Collected data:
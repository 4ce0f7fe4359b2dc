use std::io::Write;

use anyhow::Context;
use anyhow::Result;
use clap::Parser;
use resmgr::config::Cli;
use resmgr::config::Commands;
use resmgr::config::ReplayArgs;
use resmgr::replay;
use utils::version;

/// Sets up global panic hooks.
fn setup_global_hooks() {
    let default_hook = std::panic::take_hook();
    std::panic::set_hook(Box::new(move |panic_info| {
        default_hook(panic_info);
        tracing::error!("Thread panicked: {}", panic_info);
    }));
}

fn main() -> Result<()> {
    setup_global_hooks();

    let cli = Cli::parse();

    match cli.command {
        Commands::Replay(replay_args) => run_replay(replay_args),
    }
}

fn run_replay(replay_args: ReplayArgs) -> Result<()> {
    let _guard = utils::logging::init(replay_args.log_path.as_ref());

    tracing::info!("Starting cri-resmgr replay {}", &**version::VERSION);

    let summary = replay::run(
        &replay_args.input,
        replay_args.output.as_deref(),
        replay_args.strict,
    )
    .map_err(|report| anyhow::anyhow!("{report:?}"))?;

    if replay_args.output.is_none() {
        let json = serde_json::to_string_pretty(&summary).context("serialize summary failed")?;
        let mut stdout = std::io::stdout().lock();
        writeln!(stdout, "{json}").context("write summary to stdout failed")?;
    }

    Ok(())
}
use std::fs;

use api_types::ContainerState;
use api_types::PodSandboxState;
use resmgr::cache::QosClass;
use resmgr::replay;
use resmgr::replay::ReplayError;
use serde_json::Value;
use similar_asserts::assert_eq;
use test_log::test;

const JSON_EVENTS: &str = r#"[
  {
    "event": "runPodSandbox",
    "id": "pod-a",
    "request": {
      "config": {
        "metadata": {"name": "db", "namespace": "prod", "uid": "uid-a"},
        "labels": {"io.kubernetes.pod.uid": "uid-a"},
        "annotations": {
          "intel.com/resources": "{\"Containers\":{\"postgres\":{\"Requests\":{\"cpu\":\"2\",\"memory\":\"4Gi\"},\"Limits\":{\"cpu\":\"2\",\"memory\":\"4Gi\"}}},\"InitContainers\":{\"migrate\":true}}"
        },
        "linux": {"cgroupParent": "/kubepods/pod-a"}
      }
    }
  },
  {
    "event": "createContainer",
    "request": {"podSandboxId": "pod-a", "config": {"metadata": {"name": "migrate"}}},
    "response": {"containerId": "ctr-migrate"}
  },
  {
    "event": "createContainer",
    "request": {"podSandboxId": "pod-a", "config": {"metadata": {"name": "postgres"}, "image": {"image": "postgres:16"}}},
    "response": {"containerId": "ctr-pg"}
  },
  {
    "event": "listPodSandbox",
    "reply": {"items": [
      {"id": "pod-a", "metadata": {"name": "db", "namespace": "prod"}, "state": "SANDBOX_READY"},
      {"id": "pod-b", "metadata": {"name": "batch", "namespace": "jobs"}, "state": "SANDBOX_NOTREADY"}
    ]}
  },
  {
    "event": "listContainers",
    "reply": {"containers": [
      {"id": "ctr-migrate", "podSandboxId": "pod-a", "metadata": {"name": "migrate"}, "state": "CONTAINER_EXITED"},
      {"id": "ctr-pg", "podSandboxId": "pod-a", "metadata": {"name": "postgres"}, "state": "CONTAINER_RUNNING"}
    ]}
  }
]"#;

#[test]
fn replays_json_input_to_output_file() {
    let dir = tempfile::tempdir().expect("should create temp dir");
    let input = dir.path().join("events.json");
    let output = dir.path().join("pods.json");
    fs::write(&input, JSON_EVENTS).expect("should write input");

    let summary = replay::run(&input, Some(&output), true).expect("replay should succeed");
    assert_eq!(summary.stats.applied, 5);
    assert_eq!(summary.stats.failed, 0);

    let ids: Vec<_> = summary.pods.iter().map(|p| p.id.as_str()).collect();
    assert_eq!(ids, vec!["pod-a", "pod-b"]);

    let db = &summary.pods[0];
    assert_eq!(db.uid, "uid-a");
    assert_eq!(db.cgroup_parent, "/kubepods/pod-a");
    assert_eq!(db.qos_class, QosClass::Guaranteed);
    assert_eq!(db.containers.len(), 1);
    assert_eq!(db.containers[0].id, "ctr-pg");
    assert_eq!(db.containers[0].image, "postgres:16");
    assert_eq!(db.containers[0].state, ContainerState::Running);
    assert_eq!(db.init_containers.len(), 1);
    assert_eq!(db.init_containers[0].state, ContainerState::Exited);

    let batch = &summary.pods[1];
    assert_eq!(batch.state, PodSandboxState::NotReady);
    assert_eq!(batch.qos_class, QosClass::BestEffort);
    assert!(batch.containers.is_empty());

    let written: Value =
        serde_json::from_str(&fs::read_to_string(&output).expect("should read output"))
            .expect("output should be JSON");
    assert_eq!(written["applied"], 5);
    assert_eq!(written["pods"][0]["cgroupParent"], "/kubepods/pod-a");
    assert_eq!(written["pods"][0]["qosClass"], "Guaranteed");
}

#[test]
fn reconciliation_removes_vanished_pods() {
    let dir = tempfile::tempdir().unwrap();
    let input = dir.path().join("events.yaml");
    fs::write(
        &input,
        r#"
- event: runPodSandbox
  id: short-lived
  request:
    config:
      metadata: { name: job, namespace: jobs }
- event: createContainer
  request:
    podSandboxId: short-lived
    config: { metadata: { name: worker } }
  response: { containerId: ctr-1 }
- event: listPodSandbox
  reply: { items: [] }
"#,
    )
    .unwrap();

    let summary = replay::run(&input, None, false).unwrap();
    assert!(summary.pods.is_empty());
}

#[test]
fn missing_input_is_a_read_error() {
    let dir = tempfile::tempdir().unwrap();
    let err = replay::run(&dir.path().join("absent.yaml"), None, false).unwrap_err();
    assert!(matches!(err.current_context(), ReplayError::Read { .. }));
}
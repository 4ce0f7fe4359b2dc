//! Label and annotation access with typed annotation decoding.
//!
//! Built-in decoders are picked statically by the target type through
//! [`AnnotationValue`]: strings are taken verbatim, booleans and integers use
//! Go `strconv` syntax (integers accept `0x`, `0o`, `0b` and leading-zero
//! octal prefixes), and anything else is decoded as JSON through [`Json`].
//! A caller-supplied decoder can replace the built-in one for a single lookup.

use std::collections::HashMap;

use error_stack::Report;
use error_stack::ResultExt;
use serde::de::DeserializeOwned;
use tracing::error;

use super::error::DecodeError;

/// Error type returned by custom annotation decoders.
pub type BoxError = Box<dyn std::error::Error + Send + Sync>;

/// A value that can be decoded from a raw annotation string.
pub trait AnnotationValue: Sized {
    fn decode_annotation(raw: &str) -> Result<Self, Report<DecodeError>>;
}

/// Structured (JSON) annotation payload.
#[derive(Debug, Clone, Default, PartialEq, Eq)]
pub struct Json<T>(pub T);

impl<T> Json<T> {
    pub fn into_inner(self) -> T {
        self.0
    }
}

impl<T: DeserializeOwned> AnnotationValue for Json<T> {
    fn decode_annotation(raw: &str) -> Result<Self, Report<DecodeError>> {
        serde_json::from_str(raw)
            .map(Json)
            .change_context(DecodeError::InvalidJson)
    }
}

impl AnnotationValue for String {
    fn decode_annotation(raw: &str) -> Result<Self, Report<DecodeError>> {
        Ok(raw.to_string())
    }
}

impl AnnotationValue for bool {
    fn decode_annotation(raw: &str) -> Result<Self, Report<DecodeError>> {
        match raw {
            "1" | "t" | "T" | "TRUE" | "true" | "True" => Ok(true),
            "0" | "f" | "F" | "FALSE" | "false" | "False" => Ok(false),
            _ => Err(Report::new(DecodeError::InvalidBool {
                value: raw.to_string(),
            })),
        }
    }
}

/// Splits a base prefix off `digits`, returning (radix, body, prefixed).
fn split_radix(digits: &str) -> (u32, &str, bool) {
    let lower = digits.get(..2).map(str::to_ascii_lowercase);
    match lower.as_deref() {
        Some("0x") => (16, &digits[2..], true),
        Some("0o") => (8, &digits[2..], true),
        Some("0b") => (2, &digits[2..], true),
        _ if digits.len() > 1 && digits.starts_with('0') => (8, &digits[1..], true),
        _ => (10, digits, false),
    }
}

/// Parses an integer with automatic base detection into (negative, magnitude).
fn parse_integer(raw: &str, signed: bool) -> Result<(bool, u128), Report<DecodeError>> {
    let invalid = || {
        Report::new(DecodeError::InvalidInteger {
            value: raw.to_string(),
        })
    };

    let (negative, digits) = match raw.as_bytes().first() {
        Some(b'-') if signed => (true, &raw[1..]),
        Some(b'+') if signed => (false, &raw[1..]),
        _ => (false, raw),
    };

    let (radix, body, prefixed) = split_radix(digits);

    // underscores may only separate digits, and only after a base prefix
    if body.contains('_') && (!prefixed || body.contains("__") || body.ends_with('_')) {
        return Err(invalid());
    }
    let body: String = body.chars().filter(|c| *c != '_').collect();
    if body.is_empty() || !body.chars().all(|c| c.is_digit(radix)) {
        return Err(invalid());
    }

    let magnitude = u128::from_str_radix(&body, radix).map_err(|_| invalid())?;
    Ok((negative, magnitude))
}

macro_rules! impl_signed_annotation_value {
    ($($ty:ty),*) => {$(
        impl AnnotationValue for $ty {
            fn decode_annotation(raw: &str) -> Result<Self, Report<DecodeError>> {
                let (negative, magnitude) = parse_integer(raw, true)?;
                i128::try_from(magnitude)
                    .ok()
                    .map(|m| if negative { -m } else { m })
                    .and_then(|value| <$ty>::try_from(value).ok())
                    .ok_or_else(|| {
                        Report::new(DecodeError::IntegerOutOfRange {
                            value: raw.to_string(),
                            target: stringify!($ty),
                        })
                    })
            }
        }
    )*};
}

macro_rules! impl_unsigned_annotation_value {
    ($($ty:ty),*) => {$(
        impl AnnotationValue for $ty {
            fn decode_annotation(raw: &str) -> Result<Self, Report<DecodeError>> {
                let (_, magnitude) = parse_integer(raw, false)?;
                <$ty>::try_from(magnitude).map_err(|_| {
                    Report::new(DecodeError::IntegerOutOfRange {
                        value: raw.to_string(),
                        target: stringify!($ty),
                    })
                })
            }
        }
    )*};
}

impl_signed_annotation_value!(isize, i64);
impl_unsigned_annotation_value!(usize, u64);

/// Label and annotation queries shared by pods and containers.
pub trait Metadata {
    /// Entity kind used in log messages.
    const KIND: &'static str;

    fn id(&self) -> &str;
    fn labels(&self) -> &HashMap<String, String>;
    fn annotations(&self) -> &HashMap<String, String>;

    /// Keys of all labels, in no particular order.
    fn label_keys(&self) -> Vec<&str> {
        self.labels().keys().map(String::as_str).collect()
    }

    fn label(&self, key: &str) -> Option<&str> {
        self.labels().get(key).map(String::as_str)
    }

    /// Keys of all annotations, in no particular order.
    fn annotation_keys(&self) -> Vec<&str> {
        self.annotations().keys().map(String::as_str).collect()
    }

    fn annotation(&self, key: &str) -> Option<&str> {
        self.annotations().get(key).map(String::as_str)
    }

    /// Get and decode an annotation with the default decoder for `T`.
    ///
    /// Returns `Ok(None)` if the annotation is not present.
    ///
    /// # Errors
    ///
    /// - [`DecodeError::Annotation`] if the value cannot be decoded into `T`
    fn annotation_object<T: AnnotationValue>(
        &self,
        key: &str,
    ) -> Result<Option<T>, Report<DecodeError>> {
        let Some(value) = self.annotation(key) else {
            return Ok(None);
        };

        T::decode_annotation(value).map(Some).map_err(|report| {
            error!(
                kind = Self::KIND,
                id = %self.id(),
                "failed to decode annotation {key} ({value}): {report:?}"
            );
            report.change_context(DecodeError::Annotation {
                key: key.to_string(),
            })
        })
    }

    /// Get and decode an annotation with a caller-supplied decoder.
    ///
    /// Returns `Ok(None)` if the annotation is not present.
    fn annotation_object_with<T, F>(
        &self,
        key: &str,
        decode: F,
    ) -> Result<Option<T>, Report<DecodeError>>
    where
        F: FnOnce(&[u8]) -> Result<T, BoxError>,
    {
        let Some(value) = self.annotation(key) else {
            return Ok(None);
        };

        decode(value.as_bytes()).map(Some).map_err(|e| {
            error!(
                kind = Self::KIND,
                id = %self.id(),
                "failed to decode annotation {key} ({value}): {e}"
            );
            Report::new(DecodeError::Custom {
                message: e.to_string(),
            })
            .change_context(DecodeError::Annotation {
                key: key.to_string(),
            })
        })
    }
}
use std::path::PathBuf;

use clap::Parser;

#[derive(Parser, Debug, Clone)]
pub struct ReplayArgs {
    #[arg(
        long,
        env = "CRI_RESMGR_REPLAY_INPUT",
        value_hint = clap::ValueHint::FilePath,
        help = "YAML or JSON file holding the recorded CRI events"
    )]
    pub input: PathBuf,

    #[arg(
        long,
        value_hint = clap::ValueHint::FilePath,
        help = "Write the pod summary to this file instead of stdout"
    )]
    pub output: Option<PathBuf>,

    #[arg(
        long,
        default_value_t = false,
        help = "Abort on the first event the cache rejects"
    )]
    pub strict: bool,

    #[arg(
        long,
        env = utils::logging::LOG_PATH_ENV_VAR,
        value_hint = clap::ValueHint::DirPath,
        help = "Directory for rotated log files, logs go to stderr if unset"
    )]
    pub log_path: Option<PathBuf>,
}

### The problem
The lines in the entries above that carry the word "failed" must be copied.

### Response area
        let json = serde_json::to_string_pretty(&summary).context("serialize summary failed")?;
        writeln!(stdout, "{json}").context("write summary to stdout failed")?;
    assert_eq!(summary.stats.failed, 0);
                "failed to decode annotation {key} ({value}): {report:?}"
                "failed to decode annotation {key} ({value}): {e}"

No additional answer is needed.